Friday, November 19, 2010

Grids and Clouds - The fundamental differences

Quite often I get the query on what is the difference between a grid and a cloud. Well, lets try and net the differences.

The grid is a 'pre-cloud' terminology. However it distinctly stands for setups by academic groups who wanted to resolve problems that required crunching of large number sets. Typical usages involve satellite image crunching, weather pattern analysis, analyzing data from nuclear experiments or other extreme physics, number crunching to resolve mathematical conjectures, etc.

The objective of setting up these grids was primarily to assemble several high performing servers and get them to work in parallel. Hence you also get to see the term High Performance Computing (HPC) being used in the context of grids. Some of the best know grids are also recognized as the world's best supercomputers.

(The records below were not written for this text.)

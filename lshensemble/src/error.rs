// Licensed to the Apache Software Foundation (ASF) under one
// or more contributor license agreements.  See the NOTICE file
// distributed with this work for additional information
// regarding copyright ownership.  The ASF licenses this file
// to you under the Apache License, Version 2.0 (the
// "License"); you may not use this file except in compliance
// with the License.  You may obtain a copy of the License at
//
//   http://www.apache.org/licenses/LICENSE-2.0
//
// Unless required by applicable law or agreed to in writing,
// software distributed under the License is distributed on an
// "AS IS" BASIS, WITHOUT WARRANTIES OR CONDITIONS OF ANY
// KIND, either express or implied.  See the License for the
// specific language governing permissions and limitations
// under the License.

//! Error types for lshensemble operations

use std::fmt;
use std::io;

/// ErrorKind is all kinds of Error of lshensemble.
#[derive(Clone, Copy, Debug, PartialEq, Eq, Hash)]
#[non_exhaustive]
pub enum ErrorKind {
    /// The argument provided is invalid.
    InvalidArgument,
    /// The domain record data being deserialized is malformed or truncated.
    InvalidData,
    /// The underlying stream failed while reading or writing.
    Io,
}

impl ErrorKind {
    /// Convert this error kind instance into static str.
    pub const fn into_static(self) -> &'static str {
        match self {
            ErrorKind::InvalidArgument => "InvalidArgument",
            ErrorKind::InvalidData => "InvalidData",
            ErrorKind::Io => "Io",
        }
    }
}

impl fmt::Display for ErrorKind {
    fn fmt(&self, f: &mut fmt::Formatter<'_>) -> fmt::Result {
        write!(f, "{}", self.into_static())
    }
}

/// Error is the error struct returned by all lshensemble functions.
///
/// # Examples
///
/// ```
/// # use lshensemble::error::Error;
/// # use lshensemble::error::ErrorKind;
/// let err = Error::new(ErrorKind::InvalidArgument, "bad input");
/// assert_eq!(err.kind(), ErrorKind::InvalidArgument);
/// assert_eq!(err.message(), "bad input");
/// ```
pub struct Error {
    kind: ErrorKind,
    message: String,
    context: Vec<(&'static str, String)>,
}

impl Error {
    /// Create a new Error with error kind and message.
    pub fn new(kind: ErrorKind, message: impl Into<String>) -> Self {
        Self {
            kind,
            message: message.into(),
            context: vec![],
        }
    }

    /// Add more context in error.
    pub fn with_context(mut self, key: &'static str, value: impl ToString) -> Self {
        self.context.push((key, value.to_string()));
        self
    }

    /// Return error's kind.
    pub fn kind(&self) -> ErrorKind {
        self.kind
    }

    /// Return error's message.
    pub fn message(&self) -> &str {
        self.message.as_str()
    }
}

// Convenient constructors used within lshensemble crate.
impl Error {
    pub(crate) fn invalid_argument(msg: impl Into<String>) -> Self {
        Self::new(ErrorKind::InvalidArgument, msg)
    }

    pub(crate) fn deserial(msg: impl Into<String>) -> Self {
        Self::new(ErrorKind::InvalidData, msg)
    }

    pub(crate) fn insufficient_data(msg: impl fmt::Display) -> Self {
        Self::deserial(format!("insufficient data: {msg}"))
    }

    pub(crate) fn write_failed(field: &'static str, err: io::Error) -> Self {
        Self::new(ErrorKind::Io, format!("failed to write {field}: {err}"))
    }

    /// A stream that ends early is short data; any other failure is the stream's own.
    pub(crate) fn read_failed(field: &'static str, err: io::Error) -> Self {
        if err.kind() == io::ErrorKind::UnexpectedEof {
            Self::insufficient_data(field)
        } else {
            Self::new(ErrorKind::Io, format!("failed to read {field}: {err}"))
        }
    }
}

impl fmt::Debug for Error {
    fn fmt(&self, f: &mut fmt::Formatter<'_>) -> fmt::Result {
        // If alternate has been specified, we will print like Debug.
        if f.alternate() {
            let mut de = f.debug_struct("Error");
            de.field("kind", &self.kind);
            de.field("message", &self.message);
            de.field("context", &self.context);
            return de.finish();
        }

        write!(f, "{}", self.kind)?;
        if !self.message.is_empty() {
            write!(f, " => {}", self.message)?;
        }
        writeln!(f)?;

        if !self.context.is_empty() {
            writeln!(f)?;
            writeln!(f, "Context:")?;
            for (k, v) in self.context.iter() {
                writeln!(f, "   {k}: {v}")?;
            }
        }

        Ok(())
    }
}

impl fmt::Display for Error {
    fn fmt(&self, f: &mut fmt::Formatter<'_>) -> fmt::Result {
        write!(f, "{}", self.kind)?;

        if !self.context.is_empty() {
            write!(f, ", context: {{ ")?;
            for (i, (k, v)) in self.context.iter().enumerate() {
                if i > 0 {
                    write!(f, ", ")?;
                }
                write!(f, "{}: {}", k, v)?;
            }
            write!(f, " }}")?;
        }

        if !self.message.is_empty() {
            write!(f, " => {}", self.message)?;
        }

        Ok(())
    }
}

impl std::error::Error for Error {}

#[cfg(test)]
mod tests {
    use insta::assert_snapshot;

    use super::*;

    #[test]
    fn test_format_consistency() {
        let err = Error::new(ErrorKind::InvalidArgument, "no partition holds size 42");
        assert_snapshot!(err, @"InvalidArgument => no partition holds size 42");
    }

    #[test]
    fn test_format_with_context() {
        let err = Error::insufficient_data("signature").with_context("offset", 12);
        assert_snapshot!(err, @"InvalidData, context: { offset: 12 } => insufficient data: signature");
    }

    #[test]
    fn test_write_failure_message() {
        let cause = io::Error::new(io::ErrorKind::WriteZero, "sink is full");
        let err = Error::write_failed("key", cause);
        assert_eq!(err.kind(), ErrorKind::Io);
        assert_snapshot!(err, @"Io => failed to write key: sink is full");
    }

    #[test]
    fn test_read_failure_keeps_cause() {
        let eof = io::Error::new(io::ErrorKind::UnexpectedEof, "eof");
        let err = Error::read_failed("size", eof);
        assert_snapshot!(err, @"InvalidData => insufficient data: size");

        let cause = io::Error::new(io::ErrorKind::ConnectionReset, "peer went away");
        let err = Error::read_failed("size", cause);
        assert_eq!(err.kind(), ErrorKind::Io);
        assert_snapshot!(err, @"Io => failed to read size: peer went away");
    }
}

This is where today's public clouds stand to differ. They are setup to achieve scalability as against performance that grids were setup for. Assemble enough of commoditized infrastructure to help enterprises offload work and data onto these systems. Providing platforms for High Scale Computing (HSC) and not high Performance Computing has been the driver for clouds of today. 

Clouds are designed to take on problems that are in cloud parlance described as "Embarrassingly Parallel Problem"(EPP) Consider a problem that involves finding out the number of times the word "Apple" has been repeated in all of Encyclopedia Britannica's content. A problem whose solution can be approached a typical EPP fashion. Divide and distribute the problem into as many words as there are in the encyclopedia and then funnel them all into a routine that runs in parallel to check if the word matches with "Apple". Each parallel routine returns a 1 or 0. A final counter gets updated as each routine returns its results. A massively parallel approach to solve the problem in minutes that otherwise might have taken days if not months for a stand alone system to solve. All achieved by utilizing the HSC aspect of today's clouds.

A HPC system would rather have a highly complex routing running in each node and one that might also involve certain nodes to continue their crunching based on outputs of few other nodes and vice versa. HPC works on a different dimension.